ANYONE conducting a thorough newspaper search will find that the number of women whose deaths from legal abortion have been reported in the press exceeds the Center for Disease Control statistics. And that is just reported deaths. How much murder, rape and violence against homosexuals each year fail to make the papers? Quite a lot. Why should death from abortion, which can open a doctor to charges of wrongful death, malpractice suits and the revoking of his license, be any different?
If abortion is made illegal, the feminist and gay pro-life groups reason, those doctors and irresponsible fathers who ultimately are responsible for the deaths of women and children would pay the penalties for their actions. And, as the cutoff of state funding of abortion in Texas a few years ago indicated, making abortions more difficult to obtain decreases the number of abortions. But it does not necessarily increase the number of women's deaths.
Deaths from abortion occur most often because of infection, which is usually avoidable if doctors prescribe penicillin. In the pre-Roe v. Wade era, the number of mothers' deaths from abortion decreased for 30 years because of the advent of penicillin's use. It did not decrease, as pro-choicers argue, because of the availability of legal abortion. There is nothing inherently safer about a legal abortion. If there were, pro-abortion women who wish abortions to continue if Roe is reversed would not now be learning how to perform abortions.

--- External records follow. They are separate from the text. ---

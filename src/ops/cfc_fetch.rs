//! Implementation of `cargo-for-c fetch`.
//!
//! Each declared dependency is materialized under the include root at
//! `<include_root>/<local key>`. Presence of any filesystem entry there is the
//! only "already fetched" signal. Dependencies are processed one at a time in
//! manifest order, and a failed clone never stops the rest of the batch.

use std::collections::HashMap;
use std::fmt;
use std::path::{Path, PathBuf};

use anyhow::Result;

use crate::core::materialize::MaterializationMap;
use crate::core::project::ProjectContext;
use crate::core::DependencyIdentifier;
use crate::ops::resolve::resolve_for;
use crate::sources::GitSource;
use crate::util::config::Config;
use crate::util::fs::{create_dir_idempotent, entry_exists};
use crate::util::process::ProcessRunner;
use crate::util::shell::{Shell, Status};

/// A clone that did not succeed.
#[derive(Debug, Clone, PartialEq, Eq)]
pub struct FetchFailure {
    /// Exit code of the clone; `None` if git could not be run or was killed.
    pub code: Option<i32>,
    /// Captured diagnostic output.
    pub stderr: String,
}

impl fmt::Display for FetchFailure {
    fn fmt(&self, f: &mut fmt::Formatter<'_>) -> fmt::Result {
        match self.code {
            Some(code) => write!(f, "clone exited with status {}", code),
            None => f.write_str("clone did not run to completion"),
        }
    }
}

impl std::error::Error for FetchFailure {}

/// What happened to one dependency.
#[derive(Debug, Clone, PartialEq, Eq)]
pub enum FetchOutcome {
    /// Something already existed at the slot; nothing was run.
    Fresh,
    /// Cloned successfully.
    Fetched,
    /// The clone was attempted and failed.
    Failed(FetchFailure),
    /// An earlier entry with a different identifier owns the same slot.
    Collision { with: DependencyIdentifier },
    /// The slot belongs to a local alias such as `crate-root`.
    Reserved { alias: String },
    /// The local key is empty or leaves the include root.
    Invalid,
}

/// The result for one manifest entry.
#[derive(Debug, Clone, PartialEq, Eq)]
pub struct FetchRecord {
    pub id: DependencyIdentifier,
    pub slot: PathBuf,
    pub outcome: FetchOutcome,
}

impl FetchRecord {
    /// Whether this dependency was left unmaterialized because of an error.
    ///
    /// A collision is not an error: the slot is served by the earlier entry.
    pub fn is_failure(&self) -> bool {
        matches!(
            self.outcome,
            FetchOutcome::Failed(_) | FetchOutcome::Reserved { .. } | FetchOutcome::Invalid
        )
    }
}

/// One record per manifest entry, in manifest order.
#[derive(Debug, Clone, Default, PartialEq, Eq)]
pub struct FetchReport {
    records: Vec<FetchRecord>,
}

impl FetchReport {
    pub fn records(&self) -> &[FetchRecord] {
        &self.records
    }

    pub fn has_failures(&self) -> bool {
        self.records.iter().any(FetchRecord::is_failure)
    }

    pub fn failed(&self) -> usize {
        self.records.iter().filter(|r| r.is_failure()).count()
    }

    pub fn fetched(&self) -> usize {
        self.count(|o| matches!(o, FetchOutcome::Fetched))
    }

    pub fn fresh(&self) -> usize {
        self.count(|o| matches!(o, FetchOutcome::Fresh))
    }

    fn count(&self, pred: impl Fn(&FetchOutcome) -> bool) -> usize {
        self.records.iter().filter(|r| pred(&r.outcome)).count()
    }
}

/// Resolve the project's manifest and fetch everything it declares.
///
/// Malformed manifest lines are reported as warnings.
pub fn fetch(
    ctx: &ProjectContext,
    config: &Config,
    runner: &mut dyn ProcessRunner,
    shell: &Shell,
) -> Result<FetchReport> {
    let resolution = resolve_for(ctx)?;
    for entry in &resolution.malformed {
        shell.warn(format!("{}: {}", resolution.manifest_path.display(), entry));
    }

    let map = MaterializationMap::for_project(ctx);
    let git = GitSource::discover(config.net.git.as_deref());
    fetch_dependencies(&map, &resolution.dependencies, &git, runner, shell)
}

/// Materialize `deps` under the include root of `map`.
///
/// Only a failure to create the include root itself is an `Err`; every
/// per-dependency problem becomes a record in the report.
pub fn fetch_dependencies(
    map: &MaterializationMap,
    deps: &[DependencyIdentifier],
    git: &GitSource,
    runner: &mut dyn ProcessRunner,
    shell: &Shell,
) -> Result<FetchReport> {
    create_dir_idempotent(map.include_root())?;

    let pending = deps.iter().filter(|d| !entry_exists(&map.slot(d))).count();
    let progress = shell.progress(pending as u64, "Fetching dependencies");

    // normalized local key -> first identifier that claimed it
    let mut claimed: HashMap<PathBuf, &DependencyIdentifier> = HashMap::new();
    let mut records = Vec::with_capacity(deps.len());

    for id in deps {
        let slot = map.slot(id);

        let outcome = if !id.is_contained_key() {
            FetchOutcome::Invalid
        } else if let Some(alias) = map.reserved_by(id) {
            FetchOutcome::Reserved {
                alias: alias.to_string(),
            }
        } else {
            match claimed.get(&id.key_path()) {
                Some(first) if *first != id => FetchOutcome::Collision {
                    with: (*first).clone(),
                },
                _ => {
                    claimed.entry(id.key_path()).or_insert(id);
                    if entry_exists(&slot) {
                        FetchOutcome::Fresh
                    } else {
                        progress.suspend(|| shell.status(Status::Fetching, id));
                        let outcome = clone_one(git, runner, id, &slot);
                        progress.inc(1);
                        outcome
                    }
                }
            }
        };

        let record = FetchRecord {
            id: id.clone(),
            slot,
            outcome,
        };
        progress.suspend(|| report_record(shell, &record));
        records.push(record);
    }

    progress.finish();
    Ok(FetchReport { records })
}

fn clone_one(
    git: &GitSource,
    runner: &mut dyn ProcessRunner,
    id: &DependencyIdentifier,
    slot: &Path,
) -> FetchOutcome {
    match git.clone_into(runner, id.as_str(), slot) {
        Ok(output) if output.success() => FetchOutcome::Fetched,
        Ok(output) => FetchOutcome::Failed(FetchFailure {
            code: output.code,
            stderr: output.stderr,
        }),
        Err(e) => {
            tracing::debug!("clone of {} did not run: {:#}", id, e);
            FetchOutcome::Failed(FetchFailure {
                code: None,
                stderr: format!("{:#}", e),
            })
        }
    }
}

fn report_record(shell: &Shell, record: &FetchRecord) {
    let id = record.id.as_str();
    let path = record.slot.display().to_string();

    match &record.outcome {
        FetchOutcome::Fresh => {
            if shell.is_verbose() {
                shell.status(Status::Fresh, id);
            }
            shell.json_event(&serde_json::json!({
                "reason": "dependency-fresh",
                "id": id,
                "path": path,
            }));
        }
        FetchOutcome::Fetched => {
            shell.status(Status::Fetched, format!("{} ({})", id, path));
            shell.json_event(&serde_json::json!({
                "reason": "dependency-fetched",
                "id": id,
                "path": path,
            }));
        }
        FetchOutcome::Failed(failure) => {
            shell.status(Status::Error, format!("failed to fetch `{}`: {}", id, failure));
            shell.block(failure.stderr.trim_end());
            shell.json_event(&serde_json::json!({
                "reason": "dependency-failed",
                "id": id,
                "path": path,
                "code": failure.code,
                "stderr": failure.stderr,
            }));
        }
        FetchOutcome::Collision { with } => {
            shell.warn(format!(
                "`{}` shares its local path with `{}`; keeping `{}`",
                id, with, with
            ));
            shell.json_event(&serde_json::json!({
                "reason": "dependency-skipped",
                "id": id,
                "path": path,
                "cause": format!("collides with {}", with),
            }));
        }
        FetchOutcome::Reserved { alias } => {
            shell.status(
                Status::Error,
                format!("`{}` would be placed in the reserved `{}` alias", id, alias),
            );
            shell.json_event(&serde_json::json!({
                "reason": "dependency-failed",
                "id": id,
                "path": path,
                "code": null,
                "stderr": format!("reserved alias `{}`", alias),
            }));
        }
        FetchOutcome::Invalid => {
            shell.status(
                Status::Error,
                format!("`{}` does not name a location inside the include root", id),
            );
            shell.json_event(&serde_json::json!({
                "reason": "dependency-failed",
                "id": id,
                "path": path,
                "code": null,
                "stderr": "invalid local path",
            }));
        }
    }
}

Because pro-life gays and feminists recognize the dangers of even legal abortion, they would rather make abortions illegal so that women cannot legally be forced into the ghastly option of having to kill their own children--and possibly themselves. The activists wish to make their society more open to revering women who become mothers.
In wishing this, these liberal pro-lifers follow all those who have challenged the demoted place which women, mothers, unborn children and gays have all too often occupied in our society. Gays Against Abortion recognizes that, of all second-class citizens, unborn children are the most ignored and most oppressed of all. To be free, human beings must first be allowed to live.
If the ideals of liberalism still include liberation, then GAA should have a hallowed place in the liberal pantheon. True liberals should wonder why they don't.
Liam T.A. Ford '91-'92 attended a 500-person Feminists-for-Life-sponsored anti-abortion counter-demonstration on the West Lawn of the Capitol Sunday.